Almost forty-five years have passed and the elections being held today in Catalonia have little to do with those first elections. The past never comes back, but history tends to make some circular motions. History doesn’t repeat itself, but it rhymes, Mark Twain is said to have said. With the seat belt firmly on and the amnesty almost ready, Carles Puigdemont dreams today of the Jordi Pujol of 1980: winning the elections or aspiring to the presidency of the Generalitat from the second position, forcing the support of ERC .
History progresses forming spirals, said the British historian Arnold J. Toynbee, who gave great importance to religion and myths. Toynbee considered that nationalism and communism are second-order religions that pay tribute to “collective human power”. The communist party no longer exists in Catalonia, and the Commons, which could be a distant echo of it, have just lost the mayorship of Barcelona. Catalan nationalism can tonight enter a phase of restructuring under the rhetorical layer of independence.
History draws circles and these weeks we have seen Foment in action, without an anti-Marxist campaign.
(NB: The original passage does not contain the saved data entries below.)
//! The conversion orchestrator.
//!
//! [`ConversionService`] validates requests, runs the collaborators under a
//! timeout, checks the resulting topology and produces the requested
//! payload. Plan-file imports are kept in the [`TopologyCache`] under a
//! fresh import id so that later downloads can regenerate exports.

use std::{future::Future, path::PathBuf, sync::Arc, time::Duration};

use chrono::Utc;
use thiserror::Error;
use tokio::task::JoinHandle;
use topology::{CoordinateSystem, InvariantChecker, Route, SchematicGraph, Topology};
use utils::filename::sanitize_filename;
use uuid::Uuid;

use super::{
    adapters::{
        AdapterError, AdapterResult, CoordinateRepresentation, ExportOptions, FailureReason,
        GeometryImporter, PlanExporter, PlanImporter, RenderOptions, RouteDeriver,
        SchematicRenderer,
    },
    config::ConversionConfig,
    file_area::TempFileArea,
    overpass::OverpassImporter,
    planpro::{PlanProReader, PlanProWriter},
    routes::SignalRouteDeriver,
    schematic::OverviewRenderer,
    topology_cache::{CachedImport, TopologyCache},
    validation::{
        ExportFormat, GeometryRequest, OutputMode, PlanUpload, Polygon, ValidationError,
    },
};

/// Railway types the geometry importer knows about
pub const RAILWAY_OPTION_TYPES: [&str; 11] = [
    "rail",
    "abandoned",
    "construction",
    "disused",
    "funicular",
    "light_rail",
    "miniature",
    "monorail",
    "narrow_gauge",
    "subway",
    "tram",
];

#[derive(Debug, Error)]
pub enum StateError {
    #[error("No prior import for id {0}")]
    NoPriorImport(Uuid),
}

#[derive(Debug, Error)]
pub enum ConversionError {
    #[error(transparent)]
    Validation(#[from] ValidationError),
    /// Details are logged, never returned to callers
    #[error("Conversion failed ({reason})")]
    Conversion { reason: FailureReason },
    #[error(transparent)]
    State(#[from] StateError),
    #[error(transparent)]
    Io(#[from] std::io::Error),
}
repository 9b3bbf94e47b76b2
pub async fn health_check() -> &'static str {
    "OK"
}
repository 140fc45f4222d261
//! Proof-of-work profile flag word.
//!
//! The profile selects the NeoScrypt variant used for proof-of-work. Its
//! numeric value is consensus-relevant and is kept bit-for-bit:
//!
//! | bits  | meaning                                                        |
//! |-------|----------------------------------------------------------------|
//! | 0     | `SCRYPT_CORE`: scrypt(1024, 1, 1) with Salsa20/8 only          |
//! | 4..1  | KDF selector: 0 = FastKDF-BLAKE2s, 1 = PBKDF2-HMAC-SHA256      |
//! | 7..5  | r factor, `r = 2^f` (extended only)                            |
//! | 12..8 | N factor, `N = 2^(f+1)` (extended only)                        |
//! | 31    | `EXTENDED`: take N and r from the factor fields                |
//!
//! Bits 30..13 carry no meaning and are ignored, as are the factor fields when
//! `EXTENDED` is clear. KDF selectors other than 1 resolve to FastKDF. The
//! raw word is stored as given so it always round-trips; the only word that
//! fails to construct is one whose scratchpad exceeds `MAX_POW_MEMORY`.

use crate::constants::MAX_POW_MEMORY;
use crate::error::ProfileError;
use serde::{Deserialize, Serialize};
use std::fmt;
use std::str::FromStr;

/// Key derivation function wrapped around the mixing core.
#[derive(Clone, Copy, Debug, PartialEq, Eq)]
pub enum Kdf {
    FastKdfBlake2s,
    Pbkdf2Sha256,
}

/// Resolved NeoScrypt parameters for a profile.
#[derive(Clone, Copy, Debug, PartialEq, Eq)]
pub struct PowParams {
    /// Number of scratchpad entries, a power of two.
    pub n: usize,
    /// Block size multiplier; one entry is `128 * r` bytes.
    pub r: usize,
    /// Rounds of the Salsa20 / ChaCha20 core.
    pub rounds: usize,
    /// Run a ChaCha20 pass alongside the Salsa20 pass and XOR the results.
    pub double_mix: bool,
    pub kdf: Kdf,
}

impl PowParams {
    /// Scratch memory needed for one hash: V plus the X, Y and Z working blocks.
    pub fn memory_bytes(&self) -> u64 {
        (self.n as u64 + 3) * self.r as u64 * 128
    }
}

/// Validated proof-of-work profile flag word.
#[derive(Clone, Copy, PartialEq, Eq, Hash, Serialize, Deserialize)]
#[serde(try_from = "u32", into = "u32")]
pub struct PowProfile(u32);

impl PowProfile {
    /// Use the scrypt core: N = 1024, r = 1, Salsa20/8, no ChaCha pass.
    pub const SCRYPT_CORE: u32 = 1 << 0;
    /// Select PBKDF2-HMAC-SHA256 instead of FastKDF-BLAKE2s.
    pub const KDF_SHA256: u32 = 1 << 1;
    /// Take N and r from the factor fields.
    pub const EXTENDED: u32 = 1 << 31;

    const KDF_SHIFT: u32 = 1;
    const KDF_MASK: u32 = 0xf << Self::KDF_SHIFT;
    const R_FACTOR_SHIFT: u32 = 5;
    const R_FACTOR_MASK: u32 = 0x7 << Self::R_FACTOR_SHIFT;
    const N_FACTOR_SHIFT: u32 = 8;
    const N_FACTOR_MASK: u32 = 0x1f << Self::N_FACTOR_SHIFT;

    /// NeoScrypt(128, 2, 1) with Salsa20/20 and ChaCha20/20 and FastKDF-BLAKE2s.
    pub const NEOSCRYPT: Self = Self(0);
    /// Scrypt(1024, 1, 1) with Salsa20/8 and PBKDF2-HMAC-SHA256.
    pub const SCRYPT: Self = Self(Self::SCRYPT_CORE | Self::KDF_SHA256);

    /// Wrap a raw flag word, rejecting only profiles over the memory cap.
    pub fn from_bits(bits: u32) -> Result<Self, ProfileError> {
        let (n, r) = Self(bits).dimensions();
        let required = (n + 3) * r * 128;
        if required > MAX_POW_MEMORY {
            return Err(ProfileError::MemoryLimit {
                required,
                limit: MAX_POW_MEMORY,
            });
        }
        Ok(Self(bits))
    }

    /// Build an extended profile with explicit `N = 2^(n_factor+1)` and `r = 2^r_factor`.
    pub fn extended(base: Self, n_factor: u32, r_factor: u32) -> Result<Self, ProfileError> {
        if n_factor > 0x1f || r_factor > 0x7 {
            return Err(ProfileError::FactorOutOfRange { n_factor, r_factor });
        }
        let factors = (n_factor << Self::N_FACTOR_SHIFT) | (r_factor << Self::R_FACTOR_SHIFT);
        let bits = (base.0 & (Self::SCRYPT_CORE | Self::KDF_MASK)) | Self::EXTENDED | factors;
        Self::from_bits(bits)
    }

    pub const fn bits(self) -> u32 {
        self.0
    }

    pub const fn contains(self, flag: u32) -> bool {
        self.0 & flag == flag
    }

    pub fn kdf(self) -> Kdf {
        if (self.0 & Self::KDF_MASK) >> Self::KDF_SHIFT == 1 {
            Kdf::Pbkdf2Sha256
        } else {
            Kdf::FastKdfBlake2s
        }
    }

    /// Resolve the mixing parameters this profile selects.
    pub fn params(self) -> PowParams {
        let (n, r) = self.dimensions();
        let scrypt_core = self.contains(Self::SCRYPT_CORE);
        PowParams {
            n: n as usize,
            r: r as usize,
            rounds: if scrypt_core { 8 } else { 20 },
            double_mix: !scrypt_core,
            kdf: self.kdf(),
        }
    }

    // (N, r) as wide integers; extended N may reach 2^32.
    fn dimensions(self) -> (u64, u64) {
        if self.contains(Self::EXTENDED) {
            let n_factor = (self.0 & Self::N_FACTOR_MASK) >> Self::N_FACTOR_SHIFT;
            let r_factor = (self.0 & Self::R_FACTOR_MASK) >> Self::R_FACTOR_SHIFT;
            (1u64 << (n_factor + 1), 1u64 << r_factor)
        } else if self.contains(Self::SCRYPT_CORE) {
            (1024, 1)
        } else {
            (128, 2)
        }
    }
}

impl Default for PowProfile {
    fn default() -> Self {
        Self::NEOSCRYPT
    }
}

impl fmt::Debug for PowProfile {
    fn fmt(&self, f: &mut fmt::Formatter<'_>) -> fmt::Result {
        write!(f, "PowProfile({:#x})", self.0)
    }
}

impl fmt::Display for PowProfile {
    fn fmt(&self, f: &mut fmt::Formatter<'_>) -> fmt::Result {
        match *self {
            Self::NEOSCRYPT => f.write_str("neoscrypt"),
            Self::SCRYPT => f.write_str("scrypt"),
            other => write!(f, "{:#x}", other.0),
        }
    }
}

impl TryFrom<u32> for PowProfile {
    type Error = ProfileError;

    fn try_from(bits: u32) -> Result<Self, Self::Error> {
        Self::from_bits(bits)
    }
}

impl From<PowProfile> for u32 {
    fn from(profile: PowProfile) -> Self {
        profile.0
    }
}

impl FromStr for PowProfile {
    type Err = ProfileError;

    /// Accepts `neoscrypt`, `scrypt`, `0x`-prefixed hex or decimal.
    fn from_str(s: &str) -> Result<Self, Self::Err> {
        let s = s.trim();
        match s.to_ascii_lowercase().as_str() {
            "neoscrypt" => return Ok(Self::NEOSCRYPT),
            "scrypt" => return Ok(Self::SCRYPT),
            _ => {}
        }
        let bits = match s.strip_prefix("0x").or_else(|| s.strip_prefix("0X")) {
            Some(hex) => u32::from_str_radix(hex, 16),
            None => s.parse::<u32>(),
        }
        .map_err(|_| ProfileError::Unparsable(s.to_string()))?;
        Self::from_bits(bits)
    }
}

/// Node-wide proof-of-work configuration.
#[derive(Clone, Copy, Debug, Default, PartialEq, Eq, Serialize, Deserialize)]
pub struct PowConfig {
    pub profile: PowProfile,
}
Ten days before the start of the electoral campaign, the Foment board went to the south of France to interview Puigdemont. An unequivocal gesture. That day Salvador Illa, a less naive politician than Joan Reventós, discovered that his pragmatism was not the only bet of Catalan employers. Foment’s gesture drew an aurora borealis on the horizon of the middle classes, concerned about property and inheritance taxes, who do not want a Generalitat governed by left-wing social democrats. All of Europe is moving to the right, and Puigdemont, a major protagonist in recent months thanks to the fury of the Spanish right, offers to channel this impulse, combining it with a perfectly flexible pro-independence rhetoric.
Forty-five years have passed, history draws circles and spirals, and Jordi Pujol, aged 93, closed the campaign on Friday announcing in a video that Convergència has returned.